Saturday, December 31, 2016

Getting Started with Apache Spark 2.1 and Docker

TUTORIAL

An introductory guide to development with Apache Spark 2.1 and Docker



Apache Spark is a fast and general engine for large-scale data processing which runs on distributed computing frameworks such as Hadoop, Mesos, or in cloud; it can also execute in standalone mode. Docker is an open source platform for building, deploying, and running distributed applications.

This installment of Distributed Computing provides an introduction to developing applications for the Spark data processing engine using the Scala programming language. In this gentle introduction, we will build a simple application, a "Hello World" application for Spark. Readers familiar with Java programming langugage should be able to follow the steps in this tutorial.

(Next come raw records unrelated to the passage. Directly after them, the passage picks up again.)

//! Timeline replay: events + "now" → [`Subscription`].
//!
//! [`replay`] is a pure function. It keeps only active events at the
//! subscription's current version, orders them by effective date (ties by
//! insertion order, synthetic overlay events last), and folds them:
//!
//! 1. Events effective at or before `now` build the current plan/phase.
//! 2. Later events are kept as the pending list and still contribute
//!    transitions, so callers can look ahead.
//!
//! The stored timeline is never modified. Bundle assembly passes computed
//! events through the separate `overlay` argument of [`replay_with_overlay`].

use chrono::{DateTime, Utc};

use crate::types::{
    EntitlementEvent, EventPayload, EventType, Subscription, SubscriptionData,
    SubscriptionStatus, Transition,
};

/// Replay a stored timeline as of `now`.
pub fn replay(
    data: &SubscriptionData,
    events: &[EntitlementEvent],
    now: DateTime<Utc>,
) -> Subscription {
    replay_with_overlay(data, events, &[], now)
}

/// Replay a stored timeline extended with computed `overlay` events.
///
/// Overlay events are always considered active and sort after stored
/// events with the same effective date.
pub fn replay_with_overlay(
    data: &SubscriptionData,
    events: &[EntitlementEvent],
    overlay: &[EntitlementEvent],
    now: DateTime<Utc>,
) -> Subscription {
    let ordered = order(data, events, overlay);

    let mut state = FoldState::default();
    let mut current: Option<FoldState> = None;
    let mut pending = Vec::new();
    let mut transitions = Vec::with_capacity(ordered.len());

    for entry in &ordered {
        let event = entry.event;
        let is_future = event.is_future(now);
        if is_future && current.is_none() {
            current = Some(state.clone());
        }
        if is_future {
            pending.push(event.clone());
        }

        let previous_plan = state.plan.clone();
        let previous_phase = state.phase.clone();
        state.apply(event);

        transitions.push(Transition {
            event_id: event.id.clone(),
            event_type: event.event_type(),
            effective_date: event.effective_date,
            previous_plan,
            previous_phase,
            next_plan: state.plan.clone(),
            next_phase: state.phase.clone(),
            is_future,
            is_synthetic: entry.synthetic,
        });
    }

    let current = current.unwrap_or(state);
    let future_end_date = if current.alive {
        pending
            .iter()
            .find(|e| e.event_type() == EventType::Cancel)
            .map(|e| e.effective_date)
    } else {
        None
    };
    let status = match (current.started, current.alive, future_end_date) {
        (false, _, _) => SubscriptionStatus::Pending,
        (true, true, Some(_)) => SubscriptionStatus::Cancelled,
        (true, true, None) => SubscriptionStatus::Active,
        (true, false, _) => SubscriptionStatus::Expired,
    };

    Subscription {
        data: data.clone(),
        status,
        current_plan: current.plan,
        current_phase: current.phase,
        end_date: current.end_date,
        future_end_date,
        pending_events: pending,
        transitions,
    }
}

// ─── Ordering ────────────────────────────────────────────────────────────────

struct Ordered<'a> {
    event: &'a EntitlementEvent,
    synthetic: bool,
}

fn order<'a>(
    data: &SubscriptionData,
    events: &'a [EntitlementEvent],
    overlay: &'a [EntitlementEvent],
) -> Vec<Ordered<'a>> {
    let mut ordered: Vec<Ordered<'a>> = events
        .iter()
        .filter(|e| e.is_active && e.active_version == data.active_version)
        .map(|event| Ordered {
            event,
            synthetic: false,
        })
        .chain(overlay.iter().map(|event| Ordered {
            event,
            synthetic: true,
        }))
        .collect();

    ordered.sort_by_key(|o| {
        (
            o.event.effective_date,
            o.synthetic,
            o.event.record_id.unwrap_or(i64::MAX),
        )
    });
    ordered
}

// ─── Fold ────────────────────────────────────────────────────────────────────

#[derive(Clone, Debug, Default)]
struct FoldState {
    started: bool,
    alive: bool,
    plan: Option<String>,
    phase: Option<String>,
    end_date: Option<DateTime<Utc>>,
}

impl FoldState {
    fn apply(&mut self, event: &EntitlementEvent) {
        match &event.payload {
            EventPayload::Create { plan, phase }
            | EventPayload::Recreate { plan, phase }
            | EventPayload::Migrate { plan, phase } => {
                self.started = true;
                self.alive = true;
                self.plan = Some(plan.clone());
                self.phase = Some(phase.clone());
                self.end_date = None;
            }
            EventPayload::Phase { phase } => {
                if self.alive {
                    self.phase = Some(phase.clone());
                }
            }
            EventPayload::PlanChange { plan, phase } => {
                if self.alive {
                    self.plan = Some(plan.clone());
                    self.phase = Some(phase.clone());
                }
            }
            EventPayload::Cancel => {
                if self.alive {
                    self.alive = false;
                    self.plan = None;
                    self.phase = None;
                    self.end_date = Some(event.effective_date);
                }
            }
            // Marker only: the withdrawn cancel is already inactive.
            EventPayload::Uncancel => {}
        }
    }
}

// ─────────────────────────────────────────────────────────────────────────────
// Tests
// ─────────────────────────────────────────────────────────────────────────────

We will package the Spark application, deploy, and execute it in a Docker container. Dockerized applications can be run locally on developer's machine in similar fashion to the production applications deployed in the cloud infrastructure. Dockerized applications lend to rapid development and continuous integration.

PREREQUISITES

In this tutorial, we will be working with Apache Spark version 2.1 (the latest version at the time of writing this article). You don't need to download and install Apache Spark as this will be done by the Docker container. We will cover that later on in this article. To compile and package the Spark application, we will be using sbt, a build tool for Scala. Again, we don't need to download and install Spark libraries (jars), as this will be done by sbt and will be covered later on in this article.

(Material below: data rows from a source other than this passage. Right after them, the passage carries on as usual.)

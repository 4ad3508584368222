//! Branded ID newtypes for accounts, bundles, subscriptions, and events.
//!
//! Each entity gets a distinct ID type wrapping a `String`, so a bundle ID
//! can never be passed where a subscription ID is expected. Freshly minted
//! IDs are UUID v7 (time-ordered) from [`uuid::Uuid::now_v7`].

use serde::{Deserialize, Serialize};
use std::fmt;
use uuid::Uuid;

fn new_v7() -> String {
    Uuid::now_v7().to_string()
}

macro_rules! branded_id {
    ($(#[$meta:meta])* $name:ident) => {
        $(#[$meta])*
        #[derive(Clone, Debug, PartialEq, Eq, PartialOrd, Ord, Hash, Serialize, Deserialize)]
        #[serde(transparent)]
        pub struct $name(String);

        impl $name {
            /// Mint a new random ID (UUID v7, time-ordered).
            #[must_use]
            pub fn new() -> Self {
                Self(new_v7())
            }

            /// Wrap an existing string value.
            #[must_use]
            pub fn from_string(s: String) -> Self {
                Self(s)
            }

            /// Borrow the inner string.
            #[must_use]
            pub fn as_str(&self) -> &str {
                &self.0
            }

            /// Consume self and return the inner `String`.
            #[must_use]
            pub fn into_inner(self) -> String {
                self.0
            }
        }

        impl Default for $name {
            fn default() -> Self {
                Self::new()
            }
        }

        impl std::ops::Deref for $name {
            type Target = str;
            fn deref(&self) -> &str {
                &self.0
            }
        }

        impl AsRef<str> for $name {
            fn as_ref(&self) -> &str {
                &self.0
            }
        }

        impl fmt::Display for $name {
            fn fmt(&self, f: &mut fmt::Formatter<'_>) -> fmt::Result {
                f.write_str(&self.0)
            }
        }

        impl From<String> for $name {
            fn from(s: String) -> Self {
                Self(s)
            }
        }

        impl From<&str> for $name {
            fn from(s: &str) -> Self {
                Self(s.to_owned())
            }
        }

        impl From<$name> for String {
            fn from(id: $name) -> Self {
                id.0
            }
        }
    };
}

branded_id! {
    /// Identifier of a customer account (owner of bundles).
    AccountId
}

branded_id! {
    /// Identifier of a subscription bundle.
    BundleId
}

branded_id! {
    /// Identifier of a subscription within a bundle.
    SubscriptionId
}

branded_id! {
    /// Identifier of a persisted (or synthetic) entitlement event.
    EventId
}

// ─────────────────────────────────────────────────────────────────────────────
// Tests
// ─────────────────────────────────────────────────────────────────────────────

#[cfg(test)]
mod tests {
    use super::*;

    #[test]
    fn event_id_new_is_uuid_v7() {
        let id = EventId::new();
        let parsed = Uuid::parse_str(id.as_str()).expect("should be valid UUID");
        assert_eq!(parsed.get_version(), Some(uuid::Version::SortRand));
    }

    #[test]
    fn subscription_id_new_is_uuid_v7() {
        let id = SubscriptionId::new();
        let parsed = Uuid::parse_str(id.as_str()).expect("should be valid UUID");
        assert_eq!(parsed.get_version(), Some(uuid::Version::SortRand));
    }

    #[test]
    fn ids_are_unique() {
        let a = BundleId::new();
        let b = BundleId::new();
        assert_ne!(a, b);
    }

    #[test]
    fn from_str_ref_and_display() {
        let id = AccountId::from("acct-1");
        assert_eq!(id.as_str(), "acct-1");
        assert_eq!(format!("{id}"), "acct-1");
    }

    #[test]
    fn deref_to_str() {
        let id = EventId::from("hello");
        let s: &str = &id;
        assert_eq!(s, "hello");
    }

    #[test]
    fn serde_is_transparent() {
        let id = SubscriptionId::from("sub-1");
        let json = serde_json::to_string(&id).unwrap();
        assert_eq!(json, "\"sub-1\"");
        let back: SubscriptionId = serde_json::from_str(&json).unwrap();
        assert_eq!(back, id);
    }

    #[test]
    fn ordering_follows_string_order() {
        let mut ids = vec![EventId::from("b"), EventId::from("a"), EventId::from("c")];
        ids.sort();
        assert_eq!(ids, vec![EventId::from("a"), EventId::from("b"), EventId::from("c")]);
    }

    #[test]
    fn into_inner() {
        let id = BundleId::from("inner-test");
        assert_eq!(id.into_inner(), "inner-test");
    }
}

As a prerequisite for this tutorial, you will need to download and install Docker for your development machine. The Docker web-site has quick and easy instructions for installing Docker on various platforms: here. Follow the instructions to install Docker and verify the installation to ensure things are working. This is crucial before continuing with this tutorial.

Another prerequisite for this tutorial is Java development environment/kit (JDK), version 8. Install Oracle JDK by downloading from here or Open JDK from here.

Finally, I present the last prerequisite: sbt, version 0.13.x, which can be downloaded here. Instructions for installing are on that site.

BUILD

We will first start by building the Spark application, a simple app that computes average of sequence of numbers. The source-code for the Spark application can be downloaded from Github: here

Or you can create the files as we walk through the code below. Create a directory for the project called "spark-app" and the sub-directory hierarchy as presented below:

# Your directory layout should look like this
$ find spark-app
spark-app
spark-app/build.sbt
spark-app/src
spark-app/src/main
spark-app/src/main/docker
spark-app/src/main/docker/deploy
spark-app/src/main/docker/Dockerfile
spark-app/src/main/scala
spark-app/src/main/scala/SparkApp.scala

Create a build definition file called "build.sbt" at the root level of the project directory (if not downloading from Github).

Listing for build.sbt

name := "Spark App"

version := "0.0.1"

scalaVersion := "2.11.8"

val sparkVersion = "2.1.0"

libraryDependencies ++= Seq(
  "org.apache.spark" %% "spark-core" % sparkVersion % "provided",
  "org.apache.spark" %% "spark-hive" % sparkVersion % "provided"
)

The build definition file is used by sbt to compile the source code and package the binaries into a jar file. The build definition file provided in the listing above is minimal. It includes the name of the application: "Spark App", as well as the version of the application: "0.0.1". Additionally, it provides versions for Scala compiler and Spark libraries to be used by sbt to compile and build the application. Lastly, the spark-core and the spark-hive libraries are included as library dependencies for the application. The scope of the dependent libraries are defined to be "provided" as we do not want to package these libraries in our application jar. The Spark runtime environment will provide these jars during the execution of the application.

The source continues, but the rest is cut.